Hardison shifts from analysis to prophecy in the closing pages of the book. Man, he contends, “is in the process of disappearing into the machines he has created.”

He sees hope rather than despair in the disappearance of man into machine. Invoking Teilhard de Chardin’s notion of the “noosphere,” in which the earth is “becoming enclosed in a single thinking envelope,” Hardison concludes: “This sounds less like a death than a rebirth of humanity. Perhaps it is the moment of triumph of the noosphere. Perhaps, however, it is the moment at which the spirit finally separates itself from an outmoded vehicle. Perhaps it is a moment that realizes the age-old dream of the mystics of rising beyond the prison of the flesh to behold a light so brilliant it is a kind of darkness.”

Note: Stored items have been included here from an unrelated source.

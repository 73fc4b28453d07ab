// src/ingest/matcher.rs
//! Subject assignment: which configured keyword phrase a post belongs to.

/// Keyword phrases in operator order, pre-split into lowercase words.
#[derive(Debug, Clone)]
pub struct KeywordMatcher {
    phrases: Vec<(String, Vec<String>)>,
}

impl KeywordMatcher {
    pub fn new<I, S>(keywords: I) -> Self
    where
        I: IntoIterator<Item = S>,
        S: Into<String>,
    {
        let phrases = keywords
            .into_iter()
            .map(|k| {
                let phrase: String = k.into();
                let words = phrase.split_whitespace().map(str::to_lowercase).collect();
                (phrase, words)
            })
            .collect();
        Self { phrases }
    }

    /// First phrase (in configured order) having any word that occurs in `text`,
    /// compared case-insensitively as a plain substring.
    pub fn subject_for(&self, text: &str) -> Option<&str> {
        let haystack = text.to_lowercase();
        self.phrases
            .iter()
            .find(|(_, words)| words.iter().any(|w| haystack.contains(w.as_str())))
            .map(|(phrase, _)| phrase.as_str())
    }
}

Perhaps. But there is a darker side to the tendencies Hardison so ably charts. The erasure of differences often is repressive rather than liberating. Sameness is not always desirable. The search for unity can become so all-consuming that individual and cultural differences simply are wiped away.

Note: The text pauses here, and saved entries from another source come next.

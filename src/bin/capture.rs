//! One-off capture from the command line, without the HTTP server.
//!
//! Usage: `capture <collection> <keywords> <minutes> [--yes]`
//! Keywords are comma-separated; `--yes` appends to an existing collection.

use anyhow::{bail, Context};
use stream_sentiment::{build_pipeline, log_filter};
use stream_sentiment::config::StreamConfig;
use stream_sentiment::credentials::EnvCredentials;
use stream_sentiment::ingest::session::{PipelineState, SessionRequest};

const USAGE: &str = "usage: capture <collection> <keywords> <minutes> [--yes]";

fn parse_args(args: &[String]) -> anyhow::Result<SessionRequest> {
    let confirm_existing = args.iter().any(|a| a == "--yes" || a == "-y");
    let positional: Vec<&String> = args.iter().filter(|a| !a.starts_with('-')).collect();
    let [collection, keywords, minutes] = positional.as_slice() else {
        bail!(USAGE);
    };
    let duration_minutes = minutes
        .parse::<u64>()
        .with_context(|| format!("minutes must be a number, got {minutes:?}"))?;
    Ok(SessionRequest {
        collection: collection.to_string(),
        keywords: keywords.to_string(),
        duration_minutes,
        confirm_existing,
    })
}

#[tokio::main]
async fn main() -> anyhow::Result<()> {
    let _ = dotenvy::dotenv();
    tracing_subscriber::fmt()
        .with_env_filter(log_filter())
        .with_target(false)
        .init();

    let args: Vec<String> = std::env::args().skip(1).collect();
    let req = parse_args(&args)?;

    let cfg = StreamConfig::load_default()?;
    let pipeline = build_pipeline(&cfg)?;
    let session = req.admit(pipeline.store().as_ref()).await?;
    let credentials = EnvCredentials::new(cfg.endpoint.clone());

    let mut handle = pipeline.start(&credentials, session)?;
    let mut last_pct = None;
    while handle.status.changed().await.is_ok() {
        let s = handle.status.borrow_and_update().clone();
        if last_pct != Some(s.percent) {
            println!(
                "[{:>3}%] {:?} received={} persisted={}",
                s.percent, s.state, s.received, s.persisted
            );
            last_pct = Some(s.percent);
        }
        if s.state == PipelineState::Closed {
            break;
        }
    }

    let report = handle.wait().await.context("capture task failed")?;
    println!("{}", serde_json::to_string_pretty(&report)?);
    if report.ended_early {
        eprintln!("stream ended before the requested duration");
    }
    Ok(())
}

Hardison’s argument is haunted by a disturbing apocalypticism in which creation requires destruction. Though Hardison believes his argument is radically novel, he has actually rewritten a very old story by reinscribing the narrative of death and rebirth as the disappearance of man into the machine. No longer created in the image of God, man now creates God in his own image. Deus ex machina becomes Deus est machina , or, more precisely, Machina est Deus (the machine is God).

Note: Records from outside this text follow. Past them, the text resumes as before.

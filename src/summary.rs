//! # Collection summary
//! Read-only aggregation over a persisted collection: label counts per subject,
//! the latest post time, and the most-followed authors' posts.
//!
//! Scores are reported as stored (raw confidence); no sign is applied here.

use std::collections::BTreeMap;

use chrono::{DateTime, Utc};
use serde::Serialize;

use crate::ingest::types::ClassifiedPost;
use crate::sentiment::SentimentLabel;

pub const DEFAULT_TOP_POSTS: usize = 10;

#[derive(Debug, Clone, Default, PartialEq, Eq, Serialize)]
pub struct SubjectSummary {
    pub subject: String,
    pub total: usize,
    pub negative: usize,
    pub neutral: usize,
    pub positive: usize,
}

#[derive(Debug, Clone, PartialEq, Serialize)]
pub struct CollectionSummary {
    pub collection: String,
    pub total: usize,
    pub last_created_at: Option<DateTime<Utc>>,
    pub subjects: Vec<SubjectSummary>,
    pub top_posts: Vec<ClassifiedPost>,
}

pub fn summarize(collection: &str, records: &[ClassifiedPost], top_n: usize) -> CollectionSummary {
    let mut by_subject: BTreeMap<&str, SubjectSummary> = BTreeMap::new();
    for r in records {
        let s = by_subject
            .entry(r.subject.as_str())
            .or_insert_with(|| SubjectSummary {
                subject: r.subject.clone(),
                ..Default::default()
            });
        s.total += 1;
        match r.sentiment.label {
            SentimentLabel::Negative => s.negative += 1,
            SentimentLabel::Neutral => s.neutral += 1,
            SentimentLabel::Positive => s.positive += 1,
        }
    }

    let mut top: Vec<&ClassifiedPost> = records.iter().collect();
    // Stable: equal follower counts keep insertion order.
    top.sort_by(|a, b| b.post.follower_count.cmp(&a.post.follower_count));

    CollectionSummary {
        collection: collection.to_string(),
        total: records.len(),
        last_created_at: records.iter().map(|r| r.post.created_at).max(),
        subjects: by_subject.into_values().collect(),
        top_posts: top.into_iter().take(top_n).cloned().collect(),
    }
}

For those who do not share Hardison’s startling faith that “Silicon life will be immortal,” the future is not necessarily so bright. While there is no possibility of turning back to a humanism long since grown stale, it would be a mistake to turn toward a future in which technology is deified. This century, above all others, should have learned that lesson.

Hardison’s book ends not with a word but with an image--the image is the well-known photograph of earth taken from the lunar surface. In this image, earth does not rest on turtles or elephants or anything else. Suspended in a dark void, it rests on nothing.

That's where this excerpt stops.